Stored data entries

# # #

//! Arithmetic expression grammar.
//!
//! Precedence comes from nesting alone; there is no left recursion:
//!
//! ```text
//! Expression     = Additive
//! Additive       = Multiplicative ( ('+' | '-') Multiplicative )*
//! Multiplicative = Primary ( ('*' | '/' | '%') Primary )*
//! Primary        = Literal | IDENTIFIER | '(' Expression ')'
//! Literal        = DEC | BIN | HEX | OCT | FLOAT | STRING | CHAR
//! ```
//!
//! Each layer is a newtype over its combinator shape. The `operands` and
//! `operators` accessors flatten the `first (op rest)*` shape into two
//! ordered lists.

use rain_ir::{TokenIdx, TokenKind};
use rain_lexer::TokenStream;

use crate::combinator::{Alt2, Alt3, Alt7, Choice, Discard, Repetition, Rule, Sequence, Terminal};
use crate::stack::ensure_sufficient_stack;
use crate::{ExpectedKinds, ParseOutcome};

const DEC: u16 = TokenKind::DEC_INTEGER.bits();
const BIN: u16 = TokenKind::BIN_INTEGER.bits();
const HEX: u16 = TokenKind::HEX_INTEGER.bits();
const OCT: u16 = TokenKind::OCT_INTEGER.bits();
const FLOAT: u16 = TokenKind::FLOAT.bits();
const STRING: u16 = TokenKind::LITERAL_STRING.bits();
const CHAR: u16 = TokenKind::LITERAL_CHAR.bits();
const IDENT: u16 = TokenKind::IDENTIFIER.bits();
const LPAREN: u16 = TokenKind::SIGN_LPAREN.bits();
const RPAREN: u16 = TokenKind::SIGN_RPAREN.bits();
const ADD: u16 = TokenKind::SIGN_ADD.bits();
const SUB: u16 = TokenKind::SIGN_SUB.bits();
const MUL: u16 = TokenKind::SIGN_MUL.bits();
const DIV: u16 = TokenKind::SIGN_DIV.bits();
const MOD: u16 = TokenKind::SIGN_MOD.bits();

/// Forwards [`Rule`] to the wrapped combinator.
macro_rules! newtype_rule {
    ($name:ident($inner:ty)) => {
        impl Rule for $name {
            #[inline]
            fn lookahead(stream: &mut TokenStream<'_>) -> bool {
                <$inner as Rule>::lookahead(stream)
            }

            fn first() -> ExpectedKinds {
                <$inner as Rule>::first()
            }

            fn parse(stream: &mut TokenStream<'_>) -> ParseOutcome<Self> {
                <$inner as Rule>::parse(stream).map($name)
            }
        }
    };
}

type LiteralKinds = (
    Terminal<DEC>,
    Terminal<BIN>,
    Terminal<HEX>,
    Terminal<OCT>,
    Terminal<FLOAT>,
    Terminal<STRING>,
    Terminal<CHAR>,
);

/// A single literal token.
#[derive(Debug)]
pub struct Literal(Choice<LiteralKinds>);

newtype_rule!(Literal(Choice<LiteralKinds>));

impl Literal {
    pub fn token(&self) -> TokenIdx {
        match self.0.alt() {
            Alt7::First(t) => t.index(),
            Alt7::Second(t) => t.index(),
            Alt7::Third(t) => t.index(),
            Alt7::Fourth(t) => t.index(),
            Alt7::Fifth(t) => t.index(),
            Alt7::Sixth(t) => t.index(),
            Alt7::Seventh(t) => t.index(),
        }
    }

    pub fn kind(&self) -> TokenKind {
        match self.0.alt() {
            Alt7::First(t) => t.kind(),
            Alt7::Second(t) => t.kind(),
            Alt7::Third(t) => t.kind(),
            Alt7::Fourth(t) => t.kind(),
            Alt7::Fifth(t) => t.kind(),
            Alt7::Sixth(t) => t.kind(),
            Alt7::Seventh(t) => t.kind(),
        }
    }
}

type Parenthesized = Sequence<(Discard<LPAREN>, Expression, Discard<RPAREN>)>;

/// A literal, an identifier, or a parenthesized expression.
#[derive(Debug)]
pub struct Primary(Choice<(Literal, Terminal<IDENT>, Parenthesized)>);

newtype_rule!(Primary(Choice<(Literal, Terminal<IDENT>, Parenthesized)>));

/// Borrowed view of what a [`Primary`] matched.
#[derive(Debug, Clone, Copy)]
pub enum PrimaryRef<'a> {
    Literal(&'a Literal),
    Identifier(TokenIdx),
    Parenthesized(&'a Expression),
}

impl Primary {
    pub fn get(&self) -> PrimaryRef<'_> {
        match self.0.alt() {
            Alt3::First(literal) => PrimaryRef::Literal(literal),
            Alt3::Second(ident) => PrimaryRef::Identifier(ident.index()),
            Alt3::Third(paren) => PrimaryRef::Parenthesized(&paren.items().1),
        }
    }

    /// Which alternative matched: 0 literal, 1 identifier, 2 parenthesized.
    pub fn index(&self) -> usize {
        self.0.index()
    }
}

type MulKinds = (Terminal<MUL>, Terminal<DIV>, Terminal<MOD>);

/// `*`, `/` or `%`.
#[derive(Debug)]
pub struct MulOp(Choice<MulKinds>);

newtype_rule!(MulOp(Choice<MulKinds>));

impl MulOp {
    pub fn token(&self) -> TokenIdx {
        match self.0.alt() {
            Alt3::First(t) => t.index(),
            Alt3::Second(t) => t.index(),
            Alt3::Third(t) => t.index(),
        }
    }

    pub fn kind(&self) -> TokenKind {
        match self.0.alt() {
            Alt3::First(t) => t.kind(),
            Alt3::Second(t) => t.kind(),
            Alt3::Third(t) => t.kind(),
        }
    }
}

/// `+` or `-`.
#[derive(Debug)]
pub struct AddOp(Choice<(Terminal<ADD>, Terminal<SUB>)>);

newtype_rule!(AddOp(Choice<(Terminal<ADD>, Terminal<SUB>)>));

impl AddOp {
    pub fn token(&self) -> TokenIdx {
        match self.0.alt() {
            Alt2::First(t) => t.index(),
            Alt2::Second(t) => t.index(),
        }
    }

    pub fn kind(&self) -> TokenKind {
        match self.0.alt() {
            Alt2::First(t) => t.kind(),
            Alt2::Second(t) => t.kind(),
        }
    }
}

type MulChain = Sequence<(Primary, Repetition<Sequence<(MulOp, Primary)>>)>;

/// `Primary ( ('*' | '/' | '%') Primary )*`
#[derive(Debug)]
pub struct Multiplicative(MulChain);

newtype_rule!(Multiplicative(MulChain));

impl Multiplicative {
    pub fn first_operand(&self) -> &Primary {
        &self.0.items().0
    }

    /// Every operand, left to right.
    pub fn operands(&self) -> Vec<&Primary> {
        let (first, rest) = self.0.items();
        std::iter::once(first)
            .chain(rest.iter().map(|pair| &pair.items().1))
            .collect()
    }

    /// Every operator token, left to right. One fewer than the operands.
    pub fn operators(&self) -> Vec<TokenIdx> {
        self.0
            .items()
            .1
            .iter()
            .map(|pair| pair.items().0.token())
            .collect()
    }

    /// Operator kinds, in the same order as [`Multiplicative::operators`].
    pub fn operator_kinds(&self) -> Vec<TokenKind> {
        self.0
            .items()
            .1
            .iter()
            .map(|pair| pair.items().0.kind())
            .collect()
    }
}

type AddChain = Sequence<(Multiplicative, Repetition<Sequence<(AddOp, Multiplicative)>>)>;

/// `Multiplicative ( ('+' | '-') Multiplicative )*`
#[derive(Debug)]
pub struct Additive(AddChain);

newtype_rule!(Additive(AddChain));

impl Additive {
    pub fn first_operand(&self) -> &Multiplicative {
        &self.0.items().0
    }

    /// Every operand, left to right.
    pub fn operands(&self) -> Vec<&Multiplicative> {
        let (first, rest) = self.0.items();
        std::iter::once(first)
            .chain(rest.iter().map(|pair| &pair.items().1))
            .collect()
    }

    /// Every operator token, left to right. One fewer than the operands.
    pub fn operators(&self) -> Vec<TokenIdx> {
        self.0
            .items()
            .1
            .iter()
            .map(|pair| pair.items().0.token())
            .collect()
    }

    pub fn operator_kinds(&self) -> Vec<TokenKind> {
        self.0
            .items()
            .1
            .iter()
            .map(|pair| pair.items().0.kind())
            .collect()
    }
}

/// Grammar entry point.
///
/// Boxed because it recurses through [`Primary`].
#[derive(Debug)]
pub struct Expression(Box<Additive>);

impl Expression {
    pub fn additive(&self) -> &Additive {
        &self.0
    }

    pub fn operands(&self) -> Vec<&Multiplicative> {
        self.0.operands()
    }

    pub fn operators(&self) -> Vec<TokenIdx> {
        self.0.operators()
    }
}

impl Rule for Expression {
    #[inline]
    fn lookahead(stream: &mut TokenStream<'_>) -> bool {
        Additive::lookahead(stream)
    }

    fn first() -> ExpectedKinds {
        Additive::first()
    }

    fn parse(stream: &mut TokenStream<'_>) -> ParseOutcome<Self> {
        ensure_sufficient_stack(|| Additive::parse(stream))
            .map(|additive| Expression(Box::new(additive)))
    }
}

# # #

[EXERCISE GOAL] Copy each line of the records that has "STRING" in it.

[THE ANSWER]
//! Literal        = DEC | BIN | HEX | OCT | FLOAT | STRING | CHAR
const STRING: u16 = TokenKind::LITERAL_STRING.bits();
    Terminal<STRING>,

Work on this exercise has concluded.